Access Transparency 日志可以与现有的安全信息和事件管理 (SIEM) 工具集成，以便在 Google 员工访问您的内容时自动执行审核。Google Cloud Console 和 Cloud Audit Logs 均提供了 Access Transparency 日志。

Access Transparency 日志条目包含以下类型的详细信息：

受影响的资源和操作。
操作的执行时间。
执行该操作的原因（例如，与客户支持请求有关的案例号）。
有关对内容采取操作的人员的数据（例如，Google 员工所在的位置）。

配置 Access Transparency

要配置 Access Transparency 日志，请参阅 Access Transparency 概览。

查看 Access Transparency 日志

为 Google Cloud 组织配置 Access Transparency 后，您可以通过为用户或组分配 Private Logs Viewer 角色来控制哪些人可以访问 Access Transparency 日志。如需了解详情，请参阅 Cloud Logging 访问控制指南。

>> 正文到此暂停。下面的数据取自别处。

//! Storage layer for the interview experience service.
//!
//! This crate provides SQLite-backed persistence for interview experience
//! records through a repository trait, so the lifecycle manager never
//! touches SQL directly.
//!
//! # Architecture
//!
//! - [`Database`] - Connection pool manager with embedded migrations
//! - [`InterviewRepository`] - Data access trait
//! - [`SqliteInterviewRepository`] - sqlx implementation of the trait
//!
//! # Examples
//!
//! ```no_run
//! use interview_storage::{Database, DatabaseConfig, NewInterview};
//! use interview_storage::repositories::{InterviewRepository, SqliteInterviewRepository};
//!
//! # async fn example() -> Result<(), Box<dyn std::error::Error>> {
//! let db = Database::new(DatabaseConfig::new("interview.db")).await?;
//! let repo = SqliteInterviewRepository::new(db.pool().clone());
//!
//! let record = repo
//!     .insert(NewInterview {
//!         owner_name: "Ada".to_string(),
//!         owner_email: "ada@example.com".to_string(),
//!         title: "Backend round".to_string(),
//!         content: "Two system design questions.".to_string(),
//!         company_tag: "acme".to_string(),
//!         attachment_ref: None,
//!     })
//!     .await?;
//!
//! for found in repo.find_by_owner_email("ada@example.com").await? {
//!     println!("{} ({})", found.title, found.id);
//! }
//! # let _ = record;
//! # Ok(())
//! # }
//! ```
//!
//! # Ordering
//!
//! Searches return the newest records first. Page queries order by the
//! requested column and then by `id` in the same direction, so rows with
//! equal sort keys always come back in the same order.

pub mod connection;
pub mod error;
pub mod models;
pub mod repositories;

pub use connection::{Database, DatabaseConfig};
pub use error::{StorageError, StorageResult};
pub use models::{InterviewRecord, NewInterview};
pub use repositories::{InterviewRepository, SqliteInterviewRepository};
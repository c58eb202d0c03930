//! In-process attachment store for testing and local development.
//!
//! [`MemoryAttachmentStore`] keeps objects in a map and hands out URLs under
//! a configurable base. Clones share the same map, so a test can keep one
//! handle for inspection while the service owns another. Uploads and deletes
//! can be made to fail on demand to exercise the service's failure policies.

use std::sync::Arc;
use std::sync::atomic::{AtomicBool, AtomicUsize, Ordering};

use bytes::Bytes;
use dashmap::DashMap;
use tracing::debug;

use crate::error::{AttachmentError, Result};
use crate::key::{key_from_url, object_key, public_url};
use crate::store::AttachmentStore;

/// Base URL used when none is configured.
pub const DEFAULT_MEMORY_BASE_URL: &str = "memory://attachments";

/// An object held by [`MemoryAttachmentStore`].
#[derive(Debug, Clone, PartialEq, Eq)]
pub struct StoredObject {
    pub bytes: Bytes,
    pub content_type: String,
}

#[derive(Debug, Default)]
struct Inner {
    /// Object key -> stored object.
    objects: DashMap<String, StoredObject>,
    fail_uploads: AtomicBool,
    fail_deletes: AtomicBool,
    upload_calls: AtomicUsize,
    delete_calls: AtomicUsize,
}

/// In-memory [`AttachmentStore`].
///
/// # Examples
///
/// ```
/// use interview_attachments::{AttachmentStore, MemoryAttachmentStore};
///
/// #[tokio::main]
/// async fn main() -> interview_attachments::Result<()> {
///     let store = MemoryAttachmentStore::new();
///
///     let url = store
///         .upload("interview-experience", b"png".to_vec().into(), "image/png", "a.png")
///         .await?;
///     assert!(store.contains(&url));
///
///     store.delete(&url).await?;
///     assert!(store.is_empty());
///     Ok(())
/// }
/// ```
#[derive(Debug, Clone)]
pub struct MemoryAttachmentStore {
    inner: Arc<Inner>,
    base_url: String,
}

impl MemoryAttachmentStore {
    /// Create an empty store with the default base URL.
    pub fn new() -> Self {
        Self::with_base_url(DEFAULT_MEMORY_BASE_URL)
    }

    /// Create an empty store issuing URLs under `base_url`.
    pub fn with_base_url(base_url: impl Into<String>) -> Self {
        Self {
            inner: Arc::new(Inner::default()),
            base_url: base_url.into().trim_end_matches('/').to_string(),
        }
    }

    /// Base URL of issued URLs.
    pub fn base_url(&self) -> &str {
        &self.base_url
    }

    /// Fetch the object behind `url`, if it exists.
    pub fn get(&self, url: &str) -> Option<StoredObject> {
        let key = key_from_url(&self.base_url, url)?;
        self.inner.objects.get(key).map(|entry| entry.value().clone())
    }

    /// Whether an object exists behind `url`.
    pub fn contains(&self, url: &str) -> bool {
        self.get(url).is_some()
    }

    /// Number of stored objects.
    pub fn len(&self) -> usize {
        self.inner.objects.len()
    }

    pub fn is_empty(&self) -> bool {
        self.len() == 0
    }

    /// Keys of all stored objects, sorted.
    pub fn keys(&self) -> Vec<String> {
        let mut keys: Vec<String> = self
            .inner
            .objects
            .iter()
            .map(|entry| entry.key().clone())
            .collect();
        keys.sort();
        keys
    }

    /// Make subsequent uploads fail with `Unavailable`.
    pub fn fail_uploads(&self, fail: bool) {
        self.inner.fail_uploads.store(fail, Ordering::SeqCst);
    }

    /// Make subsequent deletes fail with `Unavailable`.
    pub fn fail_deletes(&self, fail: bool) {
        self.inner.fail_deletes.store(fail, Ordering::SeqCst);
    }

    /// Number of upload calls received, including failed ones.
    pub fn upload_calls(&self) -> usize {
        self.inner.upload_calls.load(Ordering::SeqCst)
    }

    /// Number of delete calls received, including failed ones.
    pub fn delete_calls(&self) -> usize {
        self.inner.delete_calls.load(Ordering::SeqCst)
    }
}

impl Default for MemoryAttachmentStore {
    fn default() -> Self {
        Self::new()
    }
}

impl AttachmentStore for MemoryAttachmentStore {
    async fn upload(
        &self,
        namespace: &str,
        bytes: Bytes,
        content_type: &str,
        filename: &str,
    ) -> Result<String> {
        self.inner.upload_calls.fetch_add(1, Ordering::SeqCst);
        if self.inner.fail_uploads.load(Ordering::SeqCst) {
            return Err(AttachmentError::unavailable("memory store: uploads disabled"));
        }

        let key = object_key(namespace, filename);
        debug!(key = %key, size = bytes.len(), "storing attachment in memory");

        self.inner.objects.insert(
            key.clone(),
            StoredObject {
                bytes,
                content_type: content_type.to_string(),
            },
        );

        Ok(public_url(&self.base_url, &key))
    }

    async fn delete(&self, url: &str) -> Result<()> {
        self.inner.delete_calls.fetch_add(1, Ordering::SeqCst);
        if self.inner.fail_deletes.load(Ordering::SeqCst) {
            return Err(AttachmentError::unavailable("memory store: deletes disabled"));
        }

        let key = key_from_url(&self.base_url, url).ok_or_else(|| AttachmentError::foreign_url(url))?;
        if self.inner.objects.remove(key).is_none() {
            debug!(key = %key, "attachment already absent");
        }
        Ok(())
    }
}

如需查看 Access Transparency 日志，请使用以下 Google Cloud 运维套件日志记录过滤器。

logName="projects/<your-project-id>/logs/cloudaudit.googleapis.com%2Faccess_transparency"

如需了解如何在日志浏览器中查看 Access Transparency 日志，请参阅使用日志浏览器。

您还可以使用 Cloud Monitoring API 或使用 Cloud Functions 来监控日志。要开始使用，请参阅 Cloud Monitoring 文档。

可选：创建一个基于日志的指标，然后设置一个提醒政策，以便及时了解这些日志中出现的问题。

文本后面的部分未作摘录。